Hello,
The "css code" option on the panelizer settings page is using the ctools filter.
This is somewhat annoying as it removes a lot of rules that are important.
* if the css has "min-height" the will remove the entry
* all media queries
* most of the css3 rules
The media queries problem is particularly annoying has this box should only be used to small fixes or exceptions per page. And most of this small exceptions come up when reviewing the secondary layout (mobile on desktop first website and desktop on mobile first websites).
As far as security goes, I don't think this is an issue as all the code is loaded from a css file and parsed as css. On top of that, for an user to edit this value he should have a particularly high access level.
Please review as I think this box is useful but, as is, is not reliable enough to be used.
The correction is just to place a third argument (FALSE) on ctools_css_store (2 entries on PanelizerEntityDefault.class.php).

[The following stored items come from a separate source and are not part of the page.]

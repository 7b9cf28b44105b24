//! Serial console capture files.
//!
//! A sink is opened as `console-<name>.txt` in the output directory before the
//! machine exists, then moved to `<id>/console.txt` once the machine id is
//! known. If the attempt fails first, the temporary file is removed.

use std::io::{self, Write};
use std::sync::{Arc, Mutex, MutexGuard};

use camino::{Utf8Path, Utf8PathBuf};
use cap_std::fs::OpenOptions;
use cap_std::fs_utf8::{Dir, File};

/// Final console file name inside a machine directory.
pub const CONSOLE_FILE: &str = "console.txt";

/// Temporary console file name for a machine that has no id yet.
#[must_use]
pub fn temporary_name(machine_name: &str) -> Utf8PathBuf {
    Utf8PathBuf::from(format!("console-{machine_name}.txt"))
}

#[derive(Debug)]
struct ConsoleState {
    file: Option<File>,
    dir: Dir,
    name: Utf8PathBuf,
    relocated: bool,
}

/// Shared handle to a console capture file.
///
/// Clones write to the same file. The session owning the attempt decides when
/// the file is relocated, discarded or read back.
#[derive(Clone, Debug)]
pub struct ConsoleSink {
    state: Arc<Mutex<ConsoleState>>,
}

impl ConsoleSink {
    /// Creates `name` inside `dir`, failing if it already exists.
    ///
    /// # Errors
    ///
    /// Returns the I/O error raised while creating the file.
    pub fn create(dir: &Dir, name: &Utf8Path) -> io::Result<Self> {
        let mut options = OpenOptions::new();
        options.write(true).create_new(true);
        let file = dir.open_with(name, &options)?;
        Ok(Self {
            state: Arc::new(Mutex::new(ConsoleState {
                file: Some(file),
                dir: dir.try_clone()?,
                name: name.to_owned(),
                relocated: false,
            })),
        })
    }

    fn lock(&self) -> io::Result<MutexGuard<'_, ConsoleState>> {
        self.state
            .lock()
            .map_err(|_| io::Error::other("console lock poisoned"))
    }

    /// Current file name relative to its directory.
    ///
    /// # Errors
    ///
    /// Fails only if the internal lock was poisoned.
    pub fn name(&self) -> io::Result<Utf8PathBuf> {
        Ok(self.lock()?.name.clone())
    }

    /// Appends console output. Writes after [`ConsoleSink::close`] are
    /// dropped.
    ///
    /// # Errors
    ///
    /// Returns the I/O error raised while writing.
    pub fn write_all(&self, bytes: &[u8]) -> io::Result<()> {
        let mut state = self.lock()?;
        match state.file.as_mut() {
            Some(file) => file.write_all(bytes),
            None => Ok(()),
        }
    }

    /// Moves the file to `name` inside `dir`. The open handle keeps writing to
    /// the moved file.
    ///
    /// # Errors
    ///
    /// Returns the I/O error raised by the rename.
    pub fn relocate(&self, dir: &Dir, name: &Utf8Path) -> io::Result<()> {
        let mut state = self.lock()?;
        state.dir.rename(&state.name, dir, name)?;
        state.dir = dir.try_clone()?;
        state.name = name.to_owned();
        state.relocated = true;
        Ok(())
    }

    /// Flushes and closes the file handle.
    ///
    /// # Errors
    ///
    /// Returns the I/O error raised while flushing.
    pub fn close(&self) -> io::Result<()> {
        let mut state = self.lock()?;
        if let Some(mut file) = state.file.take() {
            file.flush()?;
        }
        Ok(())
    }

    /// Closes the handle and removes the file unless it was relocated.
    ///
    /// # Errors
    ///
    /// Returns the I/O error raised while removing the file. A file that is
    /// already gone is not an error.
    pub fn discard(&self) -> io::Result<()> {
        self.close()?;
        let state = self.lock()?;
        if state.relocated {
            return Ok(());
        }
        match state.dir.remove_file(&state.name) {
            Err(err) if err.kind() != io::ErrorKind::NotFound => Err(err),
            _ => Ok(()),
        }
    }

    /// Closes the handle and returns everything written.
    ///
    /// # Errors
    ///
    /// Returns the I/O error raised while reading the file.
    pub fn read_back(&self) -> io::Result<String> {
        self.close()?;
        let state = self.lock()?;
        state.dir.read_to_string(&state.name)
    }
}

#[cfg(test)]
mod tests {
    use super::*;
    use cap_std::ambient_authority;
    use rstest::{fixture, rstest};
    use tempfile::TempDir;

    #[fixture]
    fn output() -> (TempDir, Dir) {
        let tmp = tempfile::tempdir().expect("tempdir");
        let path = Utf8Path::from_path(tmp.path()).expect("utf8 tempdir");
        let dir = Dir::open_ambient_dir(path, ambient_authority()).expect("open dir");
        (tmp, dir)
    }

    #[rstest]
    fn refuses_to_reuse_an_existing_file(output: (TempDir, Dir)) {
        let (_tmp, dir) = output;
        let name = temporary_name("worker");
        let _first = ConsoleSink::create(&dir, &name).expect("first");
        let err = ConsoleSink::create(&dir, &name).expect_err("second");
        assert_eq!(err.kind(), io::ErrorKind::AlreadyExists);
    }

    #[rstest]
    fn relocated_console_keeps_every_write(output: (TempDir, Dir)) {
        let (_tmp, dir) = output;
        let sink = ConsoleSink::create(&dir, &temporary_name("worker")).expect("create");
        sink.write_all(b"boot\n").expect("write before move");

        dir.create_dir("machine-1").expect("machine dir");
        let machine_dir = dir.open_dir("machine-1").expect("open machine dir");
        sink.relocate(&machine_dir, Utf8Path::new(CONSOLE_FILE))
            .expect("relocate");
        sink.write_all(b"login:\n").expect("write after move");

        assert_eq!(sink.read_back().expect("read"), "boot\nlogin:\n");
        assert!(!dir.exists(temporary_name("worker")));
        sink.discard().expect("discard keeps relocated file");
        assert!(machine_dir.exists(CONSOLE_FILE));
    }

    #[rstest]
    fn discard_removes_unrelocated_file(output: (TempDir, Dir)) {
        let (_tmp, dir) = output;
        let name = temporary_name("worker");
        let sink = ConsoleSink::create(&dir, &name).expect("create");
        sink.discard().expect("discard");
        assert!(!dir.exists(&name));
        sink.discard().expect("second discard");
    }
}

| Comment | File | Size | Author |
|---|---|---|---|
| #3 | panelizer-css-filter-variable-2904665.patch | 748 bytes | hadsie |
Comments
Comment #2
Jorrit commentedNeeds Review is only used for issues that have a working patch attached.
Comment #3
hadsie commentedHere's a patch to add a variable called
panelizer_css_filter_enabledthat will bypass the CSS filtering if a site needs that.